Гром перестал греметь, шипели за окнами водяные струи. Мама, обессиленная своей яростью, ушла куда-то, не надев шляпы.
Когда мама ушла, бабушка торопливо собралась и повела меня в церковь.
Но прежде я сбегал под лестницу, засунул пистолет – вороненое блестящее чудо – под рубаху и догнал бабушку на улице. Она взяла меня за руку, другой рукой я придерживал свою находку.
Гроза прошла над городом, оставив после себя свежесть, солнечное нежаркое сияние и волнами набегающий запах акаций.
Мы с бабушкой дружно шагали, обходя прозрачные лужицы на белых, еще чуть влажных, дымящихся парком плитах тротуара.
В соборе мне было безмерно скучно. Стоять надо смирненько. Вокруг невеселые, скучные люди. Смирненько вздыхают, смирненько крестятся… А мне неохота креститься, и свечи сегодня горят как-то особенно ровно, нетрепетно и скучно. Вот если на огонек свечи смотреть долго-долго, он делается большим-большим и будто плывет к тебе. Начинают слезиться глаза, и тогда вокруг огонька задрожат разноцветные круги. Но все равно скучно…
Батюшка-поп в ризе, тяжелой и негнущейся, сделанной будто из раззолоченной жести, тоже маялся скукой, это я сразу заметил. Молодой, с острой, как у Иисуса Христа, бородкой и синими беспечальными глазами, он, распевая молитву, лукаво стал поглядывать на меня, и теперь казалось, мы оба вот-вот прыснем со смеху.
И тут я, наверное, чтобы поразвлечь его, с хитренькой улыбочкой – вот, мол, что у меня есть, – достаю обеими руками браунинг…
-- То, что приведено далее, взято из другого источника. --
//! `PostgreSQL` profile repository implementation.

use super::{
    models::{ProfileRow, profile_to_new_row, row_to_profile},
    schema::profiles,
    store::IdentityPgPool,
};
use crate::identity::{
    domain::{Profile, ProfileId, UserId},
    ports::{ProfileRepository, ProfileRepositoryError, ProfileRepositoryResult},
};
use async_trait::async_trait;
use diesel::pg::PgConnection;
use diesel::prelude::*;
use diesel::result::{DatabaseErrorKind, Error as DieselError};

/// `PostgreSQL`-backed profile repository.
#[derive(Debug, Clone)]
pub struct PostgresProfileRepository {
    pool: IdentityPgPool,
}

impl PostgresProfileRepository {
    /// Creates a new repository from a `PostgreSQL` connection pool.
    #[must_use]
    pub const fn new(pool: IdentityPgPool) -> Self {
        Self { pool }
    }

    async fn run_blocking<F, T>(&self, f: F) -> ProfileRepositoryResult<T>
    where
        F: FnOnce(&mut PgConnection) -> ProfileRepositoryResult<T> + Send + 'static,
        T: Send + 'static,
    {
        let pool = self.pool.clone();
        tokio::task::spawn_blocking(move || {
            let mut connection = pool.get().map_err(ProfileRepositoryError::persistence)?;
            f(&mut connection)
        })
        .await
        .map_err(ProfileRepositoryError::persistence)?
    }
}

#[async_trait]
impl ProfileRepository for PostgresProfileRepository {
    async fn store(&self, profile: &Profile) -> ProfileRepositoryResult<()> {
        let row = profile_to_new_row(profile);
        let user_id = profile.user_id();
        self.run_blocking(move |connection| {
            diesel::insert_into(profiles::table)
                .values(&row)
                .execute(connection)
                .map_err(|err| match err {
                    DieselError::DatabaseError(DatabaseErrorKind::UniqueViolation, _) => {
                        ProfileRepositoryError::DuplicateProfile(user_id)
                    }
                    _ => ProfileRepositoryError::persistence(err),
                })?;
            Ok(())
        })
        .await
    }

    async fn update(&self, profile: &Profile) -> ProfileRepositoryResult<()> {
        let profile_id = profile.id();
        let updated_at = profile.updated_at();
        self.run_blocking(move |connection| {
            let updated =
                diesel::update(profiles::table.filter(profiles::id.eq(profile_id.into_inner())))
                    .set(profiles::updated_at.eq(updated_at))
                    .execute(connection)
                    .map_err(ProfileRepositoryError::persistence)?;
            if updated == 0 {
                return Err(ProfileRepositoryError::NotFound(profile_id));
            }
            Ok(())
        })
        .await
    }

    async fn find_by_id(&self, id: ProfileId) -> ProfileRepositoryResult<Option<Profile>> {
        self.run_blocking(move |connection| {
            let row = profiles::table
                .filter(profiles::id.eq(id.into_inner()))
                .select(ProfileRow::as_select())
                .first::<ProfileRow>(connection)
                .optional()
                .map_err(ProfileRepositoryError::persistence)?;
            Ok(row.map(row_to_profile))
        })
        .await
    }

    async fn find_by_user(&self, user_id: UserId) -> ProfileRepositoryResult<Option<Profile>> {
        self.run_blocking(move |connection| {
            let row = profiles::table
                .filter(profiles::user_id.eq(user_id.into_inner()))
                .select(ProfileRow::as_select())
                .first::<ProfileRow>(connection)
                .optional()
                .map_err(ProfileRepositoryError::persistence)?;
            Ok(row.map(row_to_profile))
        })
        .await
    }

    async fn list(&self) -> ProfileRepositoryResult<Vec<Profile>> {
        self.run_blocking(|connection| {
            let rows = profiles::table
                .order(profiles::created_at.desc())
                .select(ProfileRow::as_select())
                .load::<ProfileRow>(connection)
                .map_err(ProfileRepositoryError::persistence)?;
            Ok(rows.into_iter().map(row_to_profile).collect())
        })
        .await
    }
}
Пистолет тяжелый, дрожит у меня в руках, но я старательно целюсь. И вижу, как священник будто подавился, в глазах у него померкла лукавость, он рванулся и уже откуда-то снизу громко и противно закричал.
Сразу все шарахнулись от нас с бабушкой и, как сердитые пчелы, принялись жужжать. Бабушка отняла браунинг и молча потащила меня за руку прочь.
– Абрек, как есть абрек! – только сказала она.
На паперти мы постояли. Бабушка не бранила меня.
А потом мы пошли домой. Теперь я знал, что бог меня к себе на небо не возьмет, но нисколько этому не огорчался.
С легким сердцем поглядывал я вокруг. Наступал несказанно прекрасный фиолетовый вечер. Это бывает, когда солнце собирается уйти за Бештау, а красные лучи его меркнут в запоздалой синей тучке. Тогда зеленые деревья кажутся оранжевыми, белые дома – розовыми, а весь мир – фиолетовым.